Of course, it's entirely possible that the theory of relativity is simply wrong on some
fundamental level where quantum mechanics "takes over". In fact, this is probably the
majority view among physicists today, who hope that eventually a theory uniting gravity
and quantum mechanics will be found which will explain precisely how and in what
circumstances the classical theory of relativity fails to accurately represent the operations
of nature, while at the same time explaining why it seems to work as well as it does.
However, it may be worthwhile to remember previous periods in the history of physics
when the principle of relativity was judged to be fundamentally inadequate to account for
observed phenomena.
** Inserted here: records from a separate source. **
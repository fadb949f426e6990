use axum::{extract::State, http::StatusCode, response::IntoResponse, Json};
use std::collections::HashMap;

use crate::core::metrics;
use crate::core::state::AppState;
use crate::schemas::{HealthResponse, RootResponse};

pub(crate) async fn root(State(state): State<AppState>) -> Json<RootResponse> {
    let response = RootResponse {
        message: state.settings().api().project_name.clone(),
        version: env!("CARGO_PKG_VERSION").to_string(),
        docs_url: format!("{}/docs", state.settings().api().api_v1_str),
    };

    Json(response)
}

pub(crate) async fn healthz(State(state): State<AppState>) -> Json<HealthResponse> {
    let mut status = "healthy".to_string();
    let mut components = HashMap::new();

    match state.evaluations().store().ping().await {
        Ok(()) => {
            components.insert("database".to_string(), "healthy".to_string());
        }
        Err(err) => {
            components.insert("database".to_string(), format!("unhealthy: {err}"));
            status = "unhealthy".to_string();
        }
    }

    Json(HealthResponse { service: "course-evals".to_string(), status, components })
}

pub(crate) async fn metrics(State(state): State<AppState>) -> impl IntoResponse {
    if !state.settings().telemetry().prometheus_enabled {
        return StatusCode::NOT_FOUND.into_response();
    }

    match metrics::render() {
        Some(body) => ([(axum::http::header::CONTENT_TYPE, "text/plain; version=0.0.4")], body)
            .into_response(),
        None => StatusCode::SERVICE_UNAVAILABLE.into_response(),
    }
}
Recall Ptolemy's arguments against a moving Earth, or the 19th
century belief that electromagnetism necessitated a luminiferous ether, or the early-20th
century view that special relativity could never be reconciled with gravity. In each case a
truly satisfactory resolution of the difficulties was eventually achieved, not by discarding
relativity, but by re-interpreting and extending it, thereby gaining a fuller understanding
of its logical content and consequences.